The Dow Jones Industrial Average dropped over 965 points, about 3.33 percent, after reports broke of virus victims well beyond China, where the deadly virus originated. The S&P 500 was likewise down 3.29 percent just days after hitting a record high, and the Nasdaq composite fell by 3.79 percent.
Gold meanwhile shot to its highest level in seven years.
China has suffered at least 2,592 deaths of 77,150 confirmed cases of the virus across the country.
A slew of new countries confirmed their first cases of the virus on Monday. Italy has implemented harsh containment measures as cases of the virus shot to at least 219, up from 152 the previous day. Six people have died from the virus in Italy. The country deployed police and military forces to enforce a lockdown of about 50,000 people in ten northern towns.
In South Korea, officials confirmed more than 800 infections and seven deaths, and President Moon Jae-in has put country on its highest possible alert. Afghanistan announced a state of emergency after the first case of the virus was confirmed there, and Kuwait, Bahrain, Iraq, and Oman announced their first confirmed cases on Monday.
Samsung, the globe’s largest smartphone maker, temporarily shut down one of its South Korea plants over the weekend after one worker was found to be infected with the coronavirus.

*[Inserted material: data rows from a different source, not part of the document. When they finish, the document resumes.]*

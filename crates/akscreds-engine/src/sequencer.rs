//! Per-cluster credential fetch sequence.
//!
//! Select, Fetch, Convert, strictly in that order. The first failing step ends
//! the sequence; nothing is retried. Each step depends on the one before it:
//! the fetch needs the selected subscription and the convert rewrites the entry
//! the fetch just wrote.

use tracing::debug;

use akscreds_runner::{CommandSpec, ExecutionResult, Executor};

use crate::azure::AzureCli;
use crate::model::{Cluster, FetchStep, SequenceOutcome};

/// Runs the fetch sequence for one cluster at a time.
#[derive(Debug, Clone, Copy)]
pub struct FetchSequencer<'a> {
    executor: &'a Executor,
    azure: &'a AzureCli,
}

impl<'a> FetchSequencer<'a> {
    #[must_use]
    pub fn new(executor: &'a Executor, azure: &'a AzureCli) -> Self {
        Self { executor, azure }
    }

    fn command_for(&self, step: FetchStep, cluster: &Cluster) -> CommandSpec {
        match step {
            FetchStep::Select => self.azure.select_subscription(&cluster.subscription_id),
            FetchStep::Fetch => self.azure.get_credentials(cluster),
            FetchStep::Convert => self.azure.convert_kubeconfig(),
        }
    }

    /// Run all three steps for `cluster`, stopping at the first failure.
    ///
    /// In dry-run mode none of the steps launch a process, so every step
    /// reports success.
    pub fn run(&self, cluster: &Cluster) -> SequenceOutcome {
        let mut executions: Vec<ExecutionResult> = Vec::with_capacity(FetchStep::ALL.len());

        for step in FetchStep::ALL {
            let result = self
                .executor
                .execute(&self.command_for(step, cluster), false);
            let succeeded = result.succeeded;
            let error_detail = result.error_detail.clone();
            executions.push(result);

            if !succeeded {
                debug!(step = %step, cluster = %cluster.name, "Step failed, halting sequence");
                return SequenceOutcome {
                    cluster: cluster.clone(),
                    steps_completed: executions.len() - 1,
                    succeeded: false,
                    failure_reason: Some(
                        error_detail.unwrap_or_else(|| format!("{step} step failed")),
                    ),
                    failed_step: Some(step),
                    executions,
                };
            }
            debug!(step = %step, cluster = %cluster.name, "Step completed");
        }

        SequenceOutcome {
            cluster: cluster.clone(),
            steps_completed: executions.len(),
            succeeded: true,
            failure_reason: None,
            failed_step: None,
            executions,
        }
    }
}

#[cfg(test)]
mod tests {
    use super::*;
    use crate::test_support::ScriptedRunner;
    use akscreds_runner::ProcessOutput;
    use proptest::prelude::*;

    const SELECT: &[&str] = &["az", "account", "set"];
    const FETCH: &[&str] = &["az", "aks", "get-credentials"];
    const CONVERT: &[&str] = &["kubelogin", "convert-kubeconfig"];

    fn cluster() -> Cluster {
        Cluster::new("aks-prod", "rg-prod", "sub-1")
    }

    fn run_with(runner: &ScriptedRunner, dry_run: bool) -> SequenceOutcome {
        let exec = Executor::new(runner.clone(), dry_run);
        let azure = AzureCli::default();
        FetchSequencer::new(&exec, &azure).run(&cluster())
    }

    #[test]
    fn test_all_steps_succeed() {
        let runner = ScriptedRunner::new();
        let outcome = run_with(&runner, false);
        assert!(outcome.succeeded);
        assert_eq!(outcome.steps_completed, 3);
        assert_eq!(outcome.failure_reason, None);
        assert_eq!(outcome.executions.len(), 3);

        let calls = runner.calls();
        assert_eq!(calls.len(), 3);
        assert_eq!(calls[0], vec!["az", "account", "set", "--subscription", "sub-1"]);
        assert_eq!(calls[2], vec!["kubelogin", "convert-kubeconfig", "--login", "azurecli"]);
    }

    #[test]
    fn test_fetch_failure_halts_before_convert() {
        let runner =
            ScriptedRunner::new().on(FETCH, ProcessOutput::failed(1, "ResourceNotFound"));
        let outcome = run_with(&runner, false);
        assert!(!outcome.succeeded);
        assert_eq!(outcome.steps_completed, 1);
        assert_eq!(outcome.failed_step, Some(FetchStep::Fetch));
        assert_eq!(outcome.failure_reason.as_deref(), Some("ResourceNotFound"));
        assert_eq!(runner.launched(CONVERT), 0);
    }

    #[test]
    fn test_select_failure_aborts_sequence() {
        let runner = ScriptedRunner::new().on(SELECT, ProcessOutput::failed(1, "no access"));
        let outcome = run_with(&runner, false);
        assert_eq!(outcome.steps_completed, 0);
        assert_eq!(outcome.failed_step, Some(FetchStep::Select));
        assert_eq!(runner.launched(FETCH), 0);
        assert_eq!(runner.calls().len(), 1);
    }

    #[test]
    fn test_dry_run_launches_nothing() {
        let runner = ScriptedRunner::new()
            .on(SELECT, ProcessOutput::failed(1, "must not run"))
            .on(FETCH, ProcessOutput::failed(1, "must not run"));
        let outcome = run_with(&runner, true);
        assert!(outcome.succeeded);
        assert_eq!(outcome.steps_completed, 3);
        assert!(outcome.executions.iter().all(|e| e.was_dry_run));
        assert!(runner.calls().is_empty());
    }

    proptest! {
        /// `steps_completed` is the length of the successful prefix and
        /// `succeeded` holds exactly when all three steps ran.
        #[test]
        fn prop_steps_completed_is_success_prefix(fails in prop::array::uniform3(any::<bool>())) {
            let mut runner = ScriptedRunner::new();
            for (prefix, fail) in [SELECT, FETCH, CONVERT].into_iter().zip(fails) {
                if fail {
                    runner = runner.on(prefix, ProcessOutput::failed(1, "scripted failure"));
                }
            }
            let outcome = run_with(&runner, false);

            let expected = fails.iter().take_while(|f| !**f).count();
            prop_assert_eq!(outcome.steps_completed, expected);
            prop_assert_eq!(outcome.succeeded, expected == 3);
            prop_assert_eq!(outcome.failure_reason.is_some(), expected < 3);
            prop_assert_eq!(outcome.executions.len(), (expected + 1).min(3));
            prop_assert_eq!(runner.calls().len(), (expected + 1).min(3));
        }
    }
}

The virus, a respiratory illness, causes symptoms similar to pneumonia, although many cases are as mild as the flu. The U.S. has identified 14 people in the U.S. who have been infected with the virus, all but two of whom contracted it from traveling abroad.
World Health Organization chief Tedros Adhanom Ghebreyesus warned Monday that countries should be “doing everything we can to prepare for a potential pandemic.”